I would like to suggest that you use both the study guide and purchase at least one of the online exams as that will give you the best chance of passing your exam.  If you have any questions that I may be able to help you with please email me and I will be happy to help you.


----------



## ladyd103 (Dec 15, 2011)

JUDY WILSON said:


> I would like to suggest that you use both the study guide and purchase at least one of the online exams as that will give you the best chance of passing your exam.  If you have any questions that I may be able to help you with please email me and I will be happy to help you.



Thanks i will


----------



## RonMcK3 (Dec 18, 2011)

I suggest that you work against a time limit when you use the practice test(s). Each one has 50 questions, so, allow yourself 1/3 of your 5 hr 40 min for a full exam. This will help you be ready. The practice tests are made up by the same folks who prepare the exams, so, these are most like what you'll face on the real exam. You can take each practice test as many times as you want to help get quicker at finding codes.

The study guide also includes 35 sample questions at the back which you want to complete in 80 minutes or less.
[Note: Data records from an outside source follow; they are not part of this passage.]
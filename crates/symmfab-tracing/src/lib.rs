//! Shared tracing setup for the symmfab workspace.
//!
//! Test harnesses, benches, and tools all install their `tracing`
//! subscriber through this crate, so filter resolution and output format
//! stay consistent across the workspace instead of being copy-pasted per
//! binary.

use std::env;
use std::error::Error;
use std::fmt;

pub use tracing::{debug, error, info, trace, warn};

use tracing::Subscriber;
use tracing_subscriber::layer::SubscriberExt;
use tracing_subscriber::util::SubscriberInitExt;
use tracing_subscriber::{fmt as tracing_fmt, EnvFilter, Registry};

/// Directive applied when neither explicit directives nor `RUST_LOG` are set.
const FALLBACK_DIRECTIVE: &str = "info";

/// Output format for the formatter layer.
#[derive(Clone, Copy, Debug, PartialEq, Eq)]
pub enum TracingFormat {
    /// Single-line output for terminals
    Compact,
    /// Multi-line human-oriented output
    Pretty,
    /// Machine-readable output for CI log collection (implies no ANSI)
    Json,
}

impl TracingFormat {
    fn parse(value: &str) -> Option<Self> {
        match value.trim().to_ascii_lowercase().as_str() {
            "compact" => Some(Self::Compact),
            "pretty" => Some(Self::Pretty),
            "json" => Some(Self::Json),
            _ => None,
        }
    }
}

/// How the shared subscriber should behave.
#[derive(Clone, Debug)]
pub struct TracingConfig {
    /// Tracing directives (e.g. `symmfab_device=debug,info`). When absent,
    /// `RUST_LOG` applies, then [`FALLBACK_DIRECTIVE`].
    pub directives: Option<String>,
    /// Output format for the formatter layer.
    pub format: TracingFormat,
    /// ANSI colour; forced off for JSON output.
    pub ansi: bool,
}

impl Default for TracingConfig {
    fn default() -> Self {
        Self {
            directives: None,
            format: TracingFormat::Compact,
            ansi: true,
        }
    }
}

impl TracingConfig {
    /// Build a configuration from environment hints.
    ///
    /// # Environment Variables
    ///
    /// - `SYMMFAB_LOG` - tracing directives (falls back to `RUST_LOG`)
    /// - `SYMMFAB_LOG_FORMAT` - `compact` (default), `pretty`, or `json`
    pub fn from_env() -> Self {
        let mut config = Self::default();

        if let Ok(directives) = env::var("SYMMFAB_LOG") {
            if !directives.trim().is_empty() {
                config.directives = Some(directives);
            }
        }

        if let Some(format) = env::var("SYMMFAB_LOG_FORMAT")
            .ok()
            .and_then(|value| TracingFormat::parse(&value))
        {
            config.format = format;
        }

        if config.format == TracingFormat::Json {
            config.ansi = false;
        }

        config
    }

    fn resolve_filter(&self) -> Result<EnvFilter, TracingInitError> {
        match &self.directives {
            Some(directives) => {
                EnvFilter::try_new(directives).map_err(|err| TracingInitError::InvalidFilter(err.to_string()))
            }
            None => Ok(EnvFilter::try_from_default_env().unwrap_or_else(|_| EnvFilter::new(FALLBACK_DIRECTIVE))),
        }
    }
}

/// Errors surfaced when installing the shared subscriber fails.
#[derive(Debug)]
pub enum TracingInitError {
    /// The directive string could not be parsed.
    InvalidFilter(String),
    /// A global subscriber is already installed.
    AlreadyInstalled(tracing_subscriber::util::TryInitError),
}

impl fmt::Display for TracingInitError {
    fn fmt(&self, f: &mut fmt::Formatter<'_>) -> fmt::Result {
        match self {
            TracingInitError::InvalidFilter(msg) => write!(f, "invalid tracing directive: {msg}"),
            TracingInitError::AlreadyInstalled(err) => write!(f, "tracing subscriber already installed: {err}"),
        }
    }
}

impl Error for TracingInitError {
    fn source(&self) -> Option<&(dyn Error + 'static)> {
        match self {
            TracingInitError::AlreadyInstalled(err) => Some(err),
            _ => None,
        }
    }
}

/// Build a subscriber without installing it (for per-test scoping).
pub fn build_subscriber(config: &TracingConfig) -> Result<impl Subscriber + Send + Sync, TracingInitError> {
    let filter = config.resolve_filter()?;
    let base = tracing_fmt::layer().with_ansi(config.ansi);
    let layer: Box<dyn tracing_subscriber::Layer<Registry> + Send + Sync> = match config.format {
        TracingFormat::Compact => Box::new(base.compact()),
        TracingFormat::Pretty => Box::new(base.pretty()),
        TracingFormat::Json => Box::new(base.json().with_ansi(false)),
    };
    Ok(Registry::default().with(layer).with(filter))
}

/// Install the configured subscriber as the process-wide default.
pub fn init_global_tracing(config: &TracingConfig) -> Result<(), TracingInitError> {
    build_subscriber(config)?
        .try_init()
        .map_err(TracingInitError::AlreadyInstalled)
}

#[cfg(test)]
mod tests {
    use super::*;
    use std::sync::Mutex;

    // Serializes tests that touch process environment variables.
    static ENV_LOCK: Mutex<()> = Mutex::new(());

    #[test]
    fn rejects_invalid_directive() {
        let _guard = ENV_LOCK.lock().unwrap();
        env::remove_var("RUST_LOG");
        let config = TracingConfig {
            directives: Some("=::invalid".to_string()),
            ..TracingConfig::default()
        };
        assert!(matches!(
            build_subscriber(&config),
            Err(TracingInitError::InvalidFilter(_))
        ));
    }

    #[test]
    fn builds_with_defaults() {
        let _guard = ENV_LOCK.lock().unwrap();
        assert!(build_subscriber(&TracingConfig::default()).is_ok());
    }

    #[test]
    fn from_env_reads_directives_and_format() {
        let _guard = ENV_LOCK.lock().unwrap();
        env::set_var("SYMMFAB_LOG", "symmfab_device=debug");
        env::set_var("SYMMFAB_LOG_FORMAT", "json");

        let config = TracingConfig::from_env();
        assert_eq!(config.directives.as_deref(), Some("symmfab_device=debug"));
        assert_eq!(config.format, TracingFormat::Json);
        assert!(!config.ansi, "json output must not carry colour codes");

        env::remove_var("SYMMFAB_LOG");
        env::remove_var("SYMMFAB_LOG_FORMAT");
    }

    #[test]
    fn unknown_format_keeps_default() {
        let _guard = ENV_LOCK.lock().unwrap();
        env::set_var("SYMMFAB_LOG_FORMAT", "yaml");
        let config = TracingConfig::from_env();
        assert_eq!(config.format, TracingFormat::Compact);
        env::remove_var("SYMMFAB_LOG_FORMAT");
    }
}
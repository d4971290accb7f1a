//! Block-granular synchronization across ranks
//!
//! [`sync_remote_blocks`] coordinates the thread blocks with matching block
//! index across all ranks. It is not a barrier over all remote threads, but
//! it composes with a block-local barrier into several patterns:
//!
//! Pattern 0 — make writes from previous kernels, on any device, visible to
//! the current kernel:
//!
//! ```text
//! sync_remote_blocks::<Relaxed>(...);
//! block_local_barrier();
//! ```
//!
//! Pattern 1 — make writes from the current block visible to all remote
//! blocks with the matching index:
//!
//! ```text
//! block_local_barrier();
//! sync_remote_blocks::<AcqRel>(...);
//! block_local_barrier();
//! ```
//!
//! Pattern 2 — make buffers read by the current kernel safe for writing by
//! subsequent kernels on any device:
//!
//! ```text
//! block_local_barrier();
//! sync_remote_blocks::<Relaxed>(...);
//! ```
//!
//! Addressing (which blocks rendezvous) is carried by the block index while
//! ordering strength is a compile-time token, so one signal-pad table serves
//! arbitrarily many call sites with different ordering needs at zero runtime
//! branching cost.

use crate::ordering::{AcqRel, Acquire, Relaxed, Release, Semantics};
use crate::signal::{put_signal, wait_signal, SignalPadTable};

// ================================================================================================
// Lane Context
// ================================================================================================

/// Position of the calling lane within the launch
#[derive(Debug, Clone, Copy, PartialEq, Eq)]
pub struct LaneCtx {
    /// Block index within the grid
    pub block_idx: u32,

    /// Lane index within the block
    pub lane_idx: u32,
}

impl LaneCtx {
    /// Create a new lane context
    pub const fn new(block_idx: u32, lane_idx: u32) -> Self {
        Self { block_idx, lane_idx }
    }
}

// ================================================================================================
// Synchronization Semantics
// ================================================================================================

mod sealed {
    pub trait Sealed {}
}

/// Ordering instantiations of [`sync_remote_blocks`]
///
/// Closed over exactly two tokens:
///
/// - [`Relaxed`]: put and wait are both relaxed. A pure cross-device
///   rendezvous point; combine with a local barrier for patterns 0 and 2.
/// - [`AcqRel`]: put releases, wait acquires. Required whenever producer and
///   consumer blocks on different devices communicate through the symmetric
///   buffer between calls.
///
/// `Acquire` or `Release` alone do not instantiate the protocol; the trait
/// is sealed and implemented for nothing else.
pub trait SyncSemantics: sealed::Sealed {
    /// Token used for the put half of the handshake
    type Put: Semantics;

    /// Token used for the wait half of the handshake
    type Wait: Semantics;
}

impl sealed::Sealed for Relaxed {}
impl sealed::Sealed for AcqRel {}

impl SyncSemantics for Relaxed {
    type Put = Relaxed;
    type Wait = Relaxed;
}

impl SyncSemantics for AcqRel {
    type Put = Release;
    type Wait = Acquire;
}

// ================================================================================================
// Block Synchronization
// ================================================================================================

/// Rendezvous with the remote blocks holding this block's index.
///
/// Each of the first `world_size` lanes (lane index = target rank `r`) puts
/// its own rank's slot on rank `r`'s pad at `(block_idx, rank)`, then waits
/// on its own pad at `(block_idx, r)`. Lanes at or beyond `world_size`
/// return immediately. All participating lanes complete independently; the
/// block as a whole has rendezvoused once every participating lane returns.
///
/// Post-condition: every slot touched by a completed epoch is back at 0.
///
/// # Safety
///
/// - `rank < world_size` and `world_size == pads.world_size()`.
/// - `ctx.block_idx` addresses the same slot row on every rank, so all
///   participating blocks must pass matching block indices.
/// - Every rank's block with this index must eventually call this function
///   with the same token `S`, or all participants hang (liveness contract).
/// - A slot row must not be reused before the previous epoch on it completed.
#[inline]
pub unsafe fn sync_remote_blocks<S: SyncSemantics>(
    pads: &SignalPadTable,
    rank: usize,
    world_size: usize,
    ctx: LaneCtx,
) {
    debug_assert_eq!(world_size, pads.world_size());
    debug_assert!(rank < world_size);

    if (ctx.lane_idx as usize) < world_size {
        let target = ctx.lane_idx as usize;
        put_signal::<S::Put>(pads.slot(target, ctx.block_idx, rank));
        wait_signal::<S::Wait>(pads.slot(rank, ctx.block_idx, target));
    }
}

// ================================================================================================
// Tests
// ================================================================================================
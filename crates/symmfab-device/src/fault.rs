//! Fatal device-side trap
//!
//! Reaching an unsupported code path at device level (multicast operation on
//! a fabric without a multicast mapping) is an invariant violation, not a
//! recoverable error. The trap halts the simulated kernel: the panic unwinds
//! the lane's thread and surfaces to the host as a failed launch join. There
//! is no return-code or exception path at this layer.

/// Abort the executing lane.
///
/// Logs the reason at error level, then panics with a fixed prefix so launch
/// harnesses can distinguish a trap from an ordinary test failure.
#[cold]
#[inline(never)]
pub fn device_trap(reason: &str) -> ! {
    tracing::error!(target: "symmfab_device::fault", reason, "fatal device trap");
    panic!("device trap: {reason}");
}
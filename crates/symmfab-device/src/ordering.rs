//! Memory-ordering semantics for cross-device atomics
//!
//! Every synchronization primitive in this crate is parameterized by an
//! ordering token resolved at compile time. The token selects the visibility
//! guarantee of the underlying system-scope atomic:
//!
//! - `Relaxed`: atomicity only, no cross-device ordering
//! - `Acquire`: reads after this point observe writes that happened-before
//!   the matching `Release`
//! - `Release`: writes before this point become visible to a matching
//!   `Acquire`
//! - `AcqRel`: both
//!
//! A primitive instantiated with a given token must use that token on both
//! the producing and consuming side of a synchronization, or the ordering
//! guarantee is void. The token set is closed: [`Semantics`] is sealed, so
//! an ordering outside the four variants is rejected at compile time.

use std::fmt;
use std::sync::atomic::Ordering;

// ================================================================================================
// Runtime Ordering Value
// ================================================================================================

/// Memory-ordering semantics of an atomic signal operation
///
/// Runtime mirror of the compile-time tokens, for diagnostics and
/// configuration. Dispatch never branches on this value.
#[derive(Debug, Clone, Copy, PartialEq, Eq, Hash, serde::Serialize, serde::Deserialize)]
pub enum MemOrder {
    Relaxed,
    Acquire,
    Release,
    AcqRel,
}

impl fmt::Display for MemOrder {
    fn fmt(&self, f: &mut fmt::Formatter<'_>) -> fmt::Result {
        match self {
            MemOrder::Relaxed => write!(f, "relaxed"),
            MemOrder::Acquire => write!(f, "acquire"),
            MemOrder::Release => write!(f, "release"),
            MemOrder::AcqRel => write!(f, "acq_rel"),
        }
    }
}

// ================================================================================================
// Compile-Time Ordering Tokens
// ================================================================================================

mod sealed {
    pub trait Sealed {}
}

/// Compile-time ordering token
///
/// Implemented only by the four marker types in this module. The associated
/// constants give the orderings applied to the success and failure edges of
/// a compare-exchange: the failure edge is a pure load, so `Release` decays
/// to `Relaxed` and `AcqRel` to `Acquire` there.
pub trait Semantics: sealed::Sealed + Copy + Send + Sync + 'static {
    /// Runtime mirror of this token
    const ORDER: MemOrder;

    /// Ordering applied when the compare-exchange succeeds
    const SUCCESS: Ordering;

    /// Ordering applied when the compare-exchange fails
    const FAILURE: Ordering;
}

/// No cross-device ordering guarantee beyond atomicity
#[derive(Debug, Clone, Copy)]
pub struct Relaxed;

/// Subsequent reads observe writes that happened-before the matching release
#[derive(Debug, Clone, Copy)]
pub struct Acquire;

/// Prior writes become visible to a matching acquire
#[derive(Debug, Clone, Copy)]
pub struct Release;

/// Combined acquire and release semantics
#[derive(Debug, Clone, Copy)]
pub struct AcqRel;

impl sealed::Sealed for Relaxed {}
impl sealed::Sealed for Acquire {}
impl sealed::Sealed for Release {}
impl sealed::Sealed for AcqRel {}

impl Semantics for Relaxed {
    const ORDER: MemOrder = MemOrder::Relaxed;
    const SUCCESS: Ordering = Ordering::Relaxed;
    const FAILURE: Ordering = Ordering::Relaxed;
}

impl Semantics for Acquire {
    const ORDER: MemOrder = MemOrder::Acquire;
    const SUCCESS: Ordering = Ordering::Acquire;
    const FAILURE: Ordering = Ordering::Acquire;
}

impl Semantics for Release {
    const ORDER: MemOrder = MemOrder::Release;
    const SUCCESS: Ordering = Ordering::Release;
    const FAILURE: Ordering = Ordering::Relaxed;
}

impl Semantics for AcqRel {
    const ORDER: MemOrder = MemOrder::AcqRel;
    const SUCCESS: Ordering = Ordering::AcqRel;
    const FAILURE: Ordering = Ordering::Acquire;
}

// ================================================================================================
// Tests
// ================================================================================================
//! Mic controller (client role).
//!
//! The client role is process-wide: at most one controller context exists at a
//! time, so it holds the only client callback registration and the only
//! connection-to-instance table. One actor task owns every remote MICP
//! instance. The public [`MicpController`] handle only enqueues commands; GATT
//! work runs in spawned tasks that report back to the actor through a loopback
//! channel, so all state changes and callback dispatch happen on the actor, one
//! command at a time.

use std::{fmt, sync::Arc};

use crossbeam::atomic::AtomicCell;

use log::{debug, error, info, warn};
use serde_json::json;
use tokio::{
   select,
   sync::{mpsc, oneshot},
   task::AbortHandle,
};

use crate::{
   config::MicCtlrConfig,
   error::{GattError, MicpError, Result},
   event::{ControllerCallbackRef, ControllerEvent, WriteOp},
   gatt::{
      aics::AicsServiceRef,
      transport::{Connection, GattClientRef, Packet},
   },
   micp::{
      discovery::{self, Discovered, DiscoveryState},
      included::Included,
      protocol::{MAX_REMOTE_INSTANCES, MuteState},
   },
};

/// Channel buffer size
const CHANNEL_BUFFER_SIZE: usize = 64;

static CONTROLLER_ACTIVE: AtomicCell<bool> = AtomicCell::new(false);

/// Process-wide claim on the client role, held by every handle to a context
/// and released when the last one drops.
struct RoleClaim;

impl RoleClaim {
   fn acquire() -> Result<Self> {
      CONTROLLER_ACTIVE
         .compare_exchange(false, true)
         .map(|_| Self)
         .map_err(|_| MicpError::AlreadyRegistered)
   }
}

impl Drop for RoleClaim {
   fn drop(&mut self) {
      CONTROLLER_ACTIVE.store(false);
      debug!("Mic controller role released");
   }
}

/// Opaque reference to a remote MICP instance.
///
/// A slot index plus the generation the slot had when the instance was
/// created. Once the instance is gone, lookups with the handle fail with
/// [`MicpError::InvalidInstance`] even if the slot has been reused.
#[derive(Debug, Clone, Copy, PartialEq, Eq, Hash)]
pub struct MicpHandle {
   slot: u8,
   generation: u32,
}

impl MicpHandle {
   pub const fn slot(self) -> u8 {
      self.slot
   }

   pub const fn generation(self) -> u32 {
      self.generation
   }
}

impl fmt::Display for MicpHandle {
   fn fmt(&self, f: &mut fmt::Formatter<'_>) -> fmt::Result {
      write!(f, "micp#{}.{}", self.slot, self.generation)
   }
}

// === Commands ===

#[derive(Debug, Clone, Copy, PartialEq, Eq)]
enum RequestOp {
   Read,
   Write(WriteOp),
}

enum ControllerCommand {
   // User commands
   CbRegister(ControllerCallbackRef, oneshot::Sender<Result<()>>),
   Discover(Connection, oneshot::Sender<Result<MicpHandle>>),
   Request(MicpHandle, RequestOp, oneshot::Sender<Result<()>>),
   IncludedGet(MicpHandle, oneshot::Sender<Result<Included>>),
   ConnGet(MicpHandle, oneshot::Sender<Result<Connection>>),
   Status(oneshot::Sender<serde_json::Value>),

   // Transport events
   Notification(Connection, u16, Packet),
   Disconnected(Connection, oneshot::Sender<()>),

   // Task results
   DiscoveryFinished(MicpHandle, std::result::Result<Discovered, GattError>),
   RequestFinished(MicpHandle, u64, std::result::Result<Packet, GattError>),
}

// === Public handle ===

/// Client-role context: discovers remote mic devices and drives their mute
/// state.
///
/// Cloning yields another handle to the same context. The context shuts down
/// once every handle is dropped, which frees the client role for a new one.
#[derive(Clone)]
pub struct MicpController {
   inbox: mpsc::Sender<ControllerCommand>,
   _claim: Arc<RoleClaim>,
}

impl MicpController {
   /// Spawns the process-wide controller on the current tokio runtime.
   ///
   /// Fails with [`MicpError::AlreadyRegistered`] while another context is
   /// alive. `aics` is ignored when AICS support is disabled in `config`.
   pub fn new(
      config: MicCtlrConfig,
      client: GattClientRef,
      aics: Option<AicsServiceRef>,
   ) -> Result<Self> {
      let claim = RoleClaim::acquire()?;
      let (command_tx, command_rx) = mpsc::channel(CHANNEL_BUFFER_SIZE);
      tokio::spawn(ControllerActor::new(config, client, aics, command_rx).run());
      Ok(Self {
         inbox: command_tx,
         _claim: Arc::new(claim),
      })
   }

   /// Installs the process-wide client callback set, shared by every remote
   /// instance. Fails with [`MicpError::AlreadyRegistered`] once set.
   pub async fn cb_register(&self, cb: ControllerCallbackRef) -> Result<()> {
      self
         .call(|tx| ControllerCommand::CbRegister(cb, tx))
         .await?
   }

   /// Starts discovery on `conn` and returns the instance handle right away.
   ///
   /// The outcome arrives as [`ControllerEvent::DiscoverCompleted`].
   pub async fn discover(&self, conn: Connection) -> Result<MicpHandle> {
      self
         .call(|tx| ControllerCommand::Discover(conn, tx))
         .await?
   }

   /// Writes Muted; completes with [`ControllerEvent::WriteCompleted`].
   pub async fn mute(&self, micp: MicpHandle) -> Result<()> {
      self.request(micp, RequestOp::Write(WriteOp::Mute)).await
   }

   /// Writes Unmuted; completes with [`ControllerEvent::WriteCompleted`].
   pub async fn unmute(&self, micp: MicpHandle) -> Result<()> {
      self.request(micp, RequestOp::Write(WriteOp::Unmute)).await
   }

   /// Reads the mute state; completes with [`ControllerEvent::ReadCompleted`].
   pub async fn mute_get(&self, micp: MicpHandle) -> Result<()> {
      self.request(micp, RequestOp::Read).await
   }

   /// AICS instances found by a completed discovery.
   pub async fn included_get(&self, micp: MicpHandle) -> Result<Included> {
      self
         .call(|tx| ControllerCommand::IncludedGet(micp, tx))
         .await?
   }

   pub async fn conn_get(&self, micp: MicpHandle) -> Result<Connection> {
      self
         .call(|tx| ControllerCommand::ConnGet(micp, tx))
         .await?
   }

   /// Snapshot of every tracked instance, for diagnostics.
   pub async fn status(&self) -> Result<serde_json::Value> {
      self.call(ControllerCommand::Status).await
   }

   /// Feeds a notification received on `conn` for attribute `handle`.
   pub async fn notification(&self, conn: Connection, handle: u16, data: &[u8]) -> Result<()> {
      self
         .inbox
         .send(ControllerCommand::Notification(
            conn,
            handle,
            Packet::from_slice(data),
         ))
         .await
         .map_err(|_| MicpError::ControllerShutdown)
   }

   /// Reports that `conn` is gone. Returns once the owning instance has been
   /// torn down and any pending work resolved.
   pub async fn disconnected(&self, conn: Connection) -> Result<()> {
      self
         .call(|tx| ControllerCommand::Disconnected(conn, tx))
         .await
   }

   async fn request(&self, micp: MicpHandle, op: RequestOp) -> Result<()> {
      self
         .call(|tx| ControllerCommand::Request(micp, op, tx))
         .await?
   }

   async fn call<T>(
      &self,
      command: impl FnOnce(oneshot::Sender<T>) -> ControllerCommand,
   ) -> Result<T> {
      let (tx, rx) = oneshot::channel();
      self
         .inbox
         .send(command(tx))
         .await
         .map_err(|_| MicpError::ControllerShutdown)?;
      rx.await.map_err(|_| MicpError::ControllerShutdown)
   }
}

// === Controller Actor ===

struct PendingRequest {
   id: u64,
   op: RequestOp,
   task: AbortHandle,
}

struct RemoteMicp {
   handle: MicpHandle,
   conn: Connection,
   state: DiscoveryState,
   discovered: Option<Discovered>,
   discovery: Option<AbortHandle>,
   pending: Option<PendingRequest>,
}

impl RemoteMicp {
   fn ready(&self) -> Result<&Discovered> {
      match (&self.state, &self.discovered) {
         (DiscoveryState::Ready, Some(discovered)) => Ok(discovered),
         _ => Err(MicpError::NotReady),
      }
   }

   fn to_json(&self) -> serde_json::Value {
      json!({
          "handle": self.handle.to_string(),
          "conn": self.conn.to_string(),
          "state": self.state.to_str(),
          "aics_count": self.discovered.as_ref().map_or(0, |d| d.included.aics_count()),
          "pending": self.pending.is_some(),
      })
   }
}

#[derive(Default)]
struct Slot {
   generation: u32,
   instance: Option<RemoteMicp>,
}

struct ControllerActor {
   config: MicCtlrConfig,
   client: GattClientRef,
   aics: Option<AicsServiceRef>,
   command_rx: mpsc::Receiver<ControllerCommand>,
   loopback_rx: mpsc::Receiver<ControllerCommand>,
   loopback_tx: mpsc::Sender<ControllerCommand>,

   // State
   callbacks: Option<ControllerCallbackRef>,
   slots: heapless::Vec<Slot, MAX_REMOTE_INSTANCES>,
   next_request_id: u64,
}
You have answers and rationales to help you both with the chapter questions and the end of book test.

As others have said, reach out for whatever help you need. There are lots of people here who are happy to help.

Cheers,


----------



## vwash (Dec 20, 2011)

*Free 2011 CPC Study Guide*

Hi Diane, I am from Detroit,MI.  

I have a 2011 CPC Study Guide you can have for *FREE!!!*  It has a 150 question practice test in the back which I never took so hopefully that will be helpful to you.  It also has an accompanying CD that has 2 other practice test on it, but I took those.  I can still send you the book and CD.  If you want it, just email me where you want me to send it to and I'll get it to you asap. (vw.wash@live.com) 

I just want to say I know how it is to fail the CPC.  The first TWO times I took the test, I failed (60% and 57%).  Talk about an ego crusher.  But I re-cooperated (because I was devastated), purchased the online study guide and read every last word in the book until I got it.  The third time I took the test, I got 84%.  Honestly, the biggest help was the practice test because it is 150 questions and I recommend you set aside 5hrs 40mins to take it in its entirety.  

So, hopefully this was helpful.  You will pass the test the next time okay, so don't give up.  Have a great day.


----------



## kmorandi (Dec 20, 2011)

I had both the study guide and the practice tests. I think the practice tests helped a lot more than the study guide. In fact, I kind of wished I hadn't bothered with the study guide. I felt that time would have been better spent in reading all the CPT and ICD-9 guidelines again.


----------